La nave che mai partì

Il flop dell'editoria e del suo indotto nella capitale del Mezzogiorno

 di Anna Petrazzuolo

 

La decisione di Elisabetta Sgarbi di lasciare la direzione editoriale della Bompiani per fondare un proprio marchio, ha negli ultimi giorni alimentato molte chiacchiere e qualche riflessione. I critici di fede nominalista hanno pensato che andasse subito sottolineato il paradosso implicito, secondo il mito, nella vicenda della nave (sempre uguale a se stessa o diversa?) che salpò al comando di Teseo, l’eroe simbolo della vittoria della ragione sull’irrazionalità bestiale del Minotauro. Attingere alla mitologia, sempre carica di spunti per inanellare metafore e lanciarsi nell’ermeneutica, non deve però oscurare le altre interpretazioni possibili e gli altri significati presenti sopra e sotto la traccia degli eventi. Val la pena, allora, ricordare che La nave di Teseo è il titolo dello stranissimo romanzo che Jeffrey Jacob Abrams ha pubblicato nel 2014 e che in Italia è stato tradotto da Rizzoli Lizard. Lui – giusto per inquadrarlo compiutamente – è il creatore della serie televisiva Alias e il co-autore di Lost; ha diretto il film Mission: Impossible III, la versione cinematografica di Star Trek e Super 8. Insomma, un asso della fantascienza, un visionario di grande successo. Il libro (lo si può in parte vedere qui) è un oggetto anch’esso da fantascienza, a più dimensioni, stampato su carta antichizzata ad arte, ricco di note, immagini, scritte a margine e reperti che il lettore trova infilati tra le pagine (una cartolina dal Brasile, una mappa, un foglio dattiloscritto, una lettera). Per farla breve, uno stupefacente intreccio di metascrittura e intertestualità, proprio i due cardini su cui si regge e si destreggia da sempre la narrativa di Umberto Eco, tra i soci più entusiasti della Sgarbi imprenditrice e suo sostenitore sin dal primo momento. Coincidenze, si dirà.

 

Altri, dell’audace impresa, hanno voluto rimarcare soprattutto i contorni geografici per dire che il varo di una siffatta nave dotata di cotanto equipaggio, poteva avvenire soltanto nel profondo Nord. La “prova del 9” di tale tesi sarebbe rappresentata dal caso di Napoli (e della Campania tutta), dove di fatto storicamente manca un grande editore.
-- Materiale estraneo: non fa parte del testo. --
//! Declaration-time delegate registration, end to end against the public
//! API: ordering, the singleton tuple rule, masking checks, and recovery
//! state after rejected declarations.

use veld_common::Span;
use veld_common::diagnostics::diagnostic_codes;
use veld_sema::{RegistrationError, collect_conversion_targets, register_delegate};
use veld_types::{AggregateKind, MethodSig, Qualifiers, ReceiverQual, TypeKind, TypeTable};

fn span() -> Span {
    Span::new(0, 0)
}

#[test]
fn declaration_order_drives_collection_order() {
    let mut table = TypeTable::new();
    let mut diags = Vec::new();
    let int = table.intern(TypeKind::Int32, Qualifiers::empty());
    let float = table.intern(TypeKind::Float64, Qualifiers::empty());
    let str_ty = table.intern(TypeKind::Str, Qualifiers::empty());
    let s = table.new_aggregate("S", AggregateKind::Value);
    table.add_field(s, "a", int);
    table.add_field(s, "b", float);
    table.add_field(s, "c", str_ty);
    let s_ty = table.aggregate_type(s);

    register_delegate(&mut table, &mut diags, s_ty, "b", span()).unwrap();
    register_delegate(&mut table, &mut diags, s_ty, "c", span()).unwrap();
    register_delegate(&mut table, &mut diags, s_ty, "a", span()).unwrap();
    assert!(diags.is_empty());

    let targets = collect_conversion_targets(&mut table, s_ty);
    let got: Vec<_> = targets.iter().map(|(ty, _)| ty).collect();
    assert_eq!(got, vec![float, str_ty, int]);
}

#[test]
fn delegate_on_a_primitive_is_rejected() {
    let mut table = TypeTable::new();
    let mut diags = Vec::new();
    let int = table.intern(TypeKind::Int32, Qualifiers::empty());
    assert_eq!(
        register_delegate(&mut table, &mut diags, int, "anything", span()),
        Err(RegistrationError::NotAnAggregate)
    );
    assert_eq!(diags.len(), 1);
    assert_eq!(diags[0].code, diagnostic_codes::DELEGATE_OUTSIDE_AGGREGATE);
}

#[test]
fn field_then_method_with_same_type_is_an_override() {
    let mut table = TypeTable::new();
    let mut diags = Vec::new();
    let int = table.intern(TypeKind::Int32, Qualifiers::empty());
    let s = table.new_aggregate("S", AggregateKind::Value);
    table.add_field(s, "value", int);
    table.add_method(s, "get", [MethodSig::new(ReceiverQual::Const, int)]);
    let s_ty = table.aggregate_type(s);

    register_delegate(&mut table, &mut diags, s_ty, "value", span()).unwrap();
    assert_eq!(
        register_delegate(&mut table, &mut diags, s_ty, "get", span()),
        Err(RegistrationError::OverridingDelegate)
    );
    // Error recovery keeps the delegate so later lookups stay consistent.
    assert_eq!(table.delegation(s).len(), 2);
}

#[test]
fn distinct_target_types_coexist() {
    let mut table = TypeTable::new();
    let mut diags = Vec::new();
    let int = table.intern(TypeKind::Int32, Qualifiers::empty());
    let float = table.intern(TypeKind::Float64, Qualifiers::empty());
    let s = table.new_aggregate("S", AggregateKind::Value);
    table.add_field(s, "value", int);
    table.add_method(s, "get", [MethodSig::new(ReceiverQual::Const, float)]);
    let s_ty = table.aggregate_type(s);

    register_delegate(&mut table, &mut diags, s_ty, "value", span()).unwrap();
    register_delegate(&mut table, &mut diags, s_ty, "get", span()).unwrap();
    assert!(diags.is_empty());
}

#[test]
fn base_class_conversion_masks_a_delegate() {
    let mut table = TypeTable::new();
    let mut diags = Vec::new();
    let base = table.new_aggregate("Base", AggregateKind::Reference);
    let derived = table.new_aggregate("Derived", AggregateKind::Reference);
    let base_ty = table.aggregate_type(base);
    let derived_ty = table.aggregate_type(derived);
    table.add_base(derived, base_ty);
    table.add_field(derived, "owner", base_ty);

    assert_eq!(
        register_delegate(&mut table, &mut diags, derived_ty, "owner", span()),
        Err(RegistrationError::UnreachableDelegate)
    );
    assert_eq!(diags[0].code, diagnostic_codes::UNREACHABLE_DELEGATE);
}

#[test]
fn own_delegation_does_not_mask_itself() {
    // Reachability must judge the aggregate as if it had no delegation of
    // its own; otherwise registering any second delegate whose target is
    // reachable through the first would be impossible to distinguish from
    // genuine masking.
    let mut table = TypeTable::new();
    let mut diags = Vec::new();
    let int = table.intern(TypeKind::Int32, Qualifiers::empty());
    let mid = table.new_aggregate("Mid", AggregateKind::Value);
    table.add_field(mid, "value", int);
    let mid_ty = table.aggregate_type(mid);
    register_delegate(&mut table, &mut diags, mid_ty, "value", span()).unwrap();

    let s = table.new_aggregate("S", AggregateKind::Value);
    table.add_field(s, "mid", mid_ty);
    table.add_field(s, "direct", int);
    let s_ty = table.aggregate_type(s);

    register_delegate(&mut table, &mut diags, s_ty, "mid", span()).unwrap();
    register_delegate(&mut table, &mut diags, s_ty, "direct", span()).unwrap();
    assert!(diags.is_empty());
}

#[test]
fn tuple_delegate_excludes_everything_else() {
    let mut table = TypeTable::new();
    let mut diags = Vec::new();
    let int = table.intern(TypeKind::Int32, Qualifiers::empty());
    let long = table.intern(TypeKind::Int64, Qualifiers::empty());
    let s = table.new_aggregate("S", AggregateKind::Value);
    table.add_tuple(s, "pair", [("a", int), ("b", long)]);
    table.add_field(s, "single", int);
    let s_ty = table.aggregate_type(s);

    register_delegate(&mut table, &mut diags, s_ty, "pair", span()).unwrap();
    assert_eq!(
        register_delegate(&mut table, &mut diags, s_ty, "single", span()),
        Err(RegistrationError::ConflictingTupleDelegate)
    );
    assert_eq!(diags[0].code, diagnostic_codes::CONFLICTING_TUPLE_DELEGATE);
}

#[test]
fn lookup_failures_distinguish_unknown_from_foreign() {
    let mut table = TypeTable::new();
    let mut diags = Vec::new();
    let int = table.intern(TypeKind::Int32, Qualifiers::empty());
    let s = table.new_aggregate("S", AggregateKind::Value);
    let t = table.new_aggregate("T", AggregateKind::Value);
    table.add_field(t, "other", int);
    let s_ty = table.aggregate_type(s);

    assert!(matches!(
        register_delegate(&mut table, &mut diags, s_ty, "missing", span()),
        Err(RegistrationError::UnknownMember(_))
    ));
    assert!(matches!(
        register_delegate(&mut table, &mut diags, s_ty, "other", span()),
        Err(RegistrationError::NotAMember(_, _))
    ));
    assert_eq!(diags[0].code, diagnostic_codes::UNDEFINED_IDENTIFIER);
    assert_eq!(diags[1].code, diagnostic_codes::NOT_A_MEMBER);
    assert!(table.delegation(s).is_empty());
}

#[test]
fn stale_redeclaration_reuses_the_canonical_list() {
    let mut table = TypeTable::new();
    let mut diags = Vec::new();
    let int = table.intern(TypeKind::Int32, Qualifiers::empty());

    let canonical = table.new_aggregate("S", AggregateKind::Value);
    table.add_field(canonical, "value", int);
    let canonical_ty = table.aggregate_type(canonical);
    register_delegate(&mut table, &mut diags, canonical_ty, "value", span()).unwrap();

    let stale = table.new_aggregate("S", AggregateKind::Value);
    table.set_canonical(stale, canonical);
    table.add_field(stale, "value", int);
    let stale_ty = table.aggregate_type(stale);
    register_delegate(&mut table, &mut diags, stale_ty, "value", span()).unwrap();

    assert!(diags.is_empty());
    assert_eq!(table.delegation(canonical).len(), 1);
    assert_eq!(table.delegation(stale).len(), 1);

    // The stale type converts through the shared list.
    let targets = collect_conversion_targets(&mut table, stale_ty);
    assert!(targets.contains(int));
}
Di piccoli, invece, ve ne sono a bizzeffe ed è sintomatico che nessuno di loro abbia in queste ore risposto a quella che voleva forse essere una provocazione, uno spintone per scuotere il corpo irrigidito (cfr. rigor mortis) dell’editoria partenopea. E non si tratta semplicemente di capitali da investire, impossibili da reperire. A Napoli - che è la mia città - manca una visione in grande del lavoro editoriale, manca l’idea del lavoro editoriale come comparto produttivo da costruire e far crescere sul presupposto di professionalità ben precise e l’una distinta dall’altra ma l’una al fianco dell’altra all’interno di quel magnifico laboratorio di idee e creatività che è la Redazione. A Napoli le case editrici pullulano di figure ibride che si muovono in limine e che fanno “un po’ di tutto” (espressione che ha un’accezione positiva solo se ci si trova davanti a un succulento buffet). A costoro va ricordato che improvvisarsi è dannoso, improduttivo. A Napoli anche il direttore editoriale - ove ne sia contemplata la presenza - è in genere una figura confusa che non possiede una preparazione specifica né la stoffa del capitano d’impresa; l’unico fiuto che possa vantare è quello per il proprio minuscolo particulare. Tanto provincialismo si è, alla fine, abbattuto su via Port’Alba, che a Napoli per tradizione è la strada dei libri, asse portante di un tempo e decaduta oggi per effetto della gravità. Coincidenze, si dirà.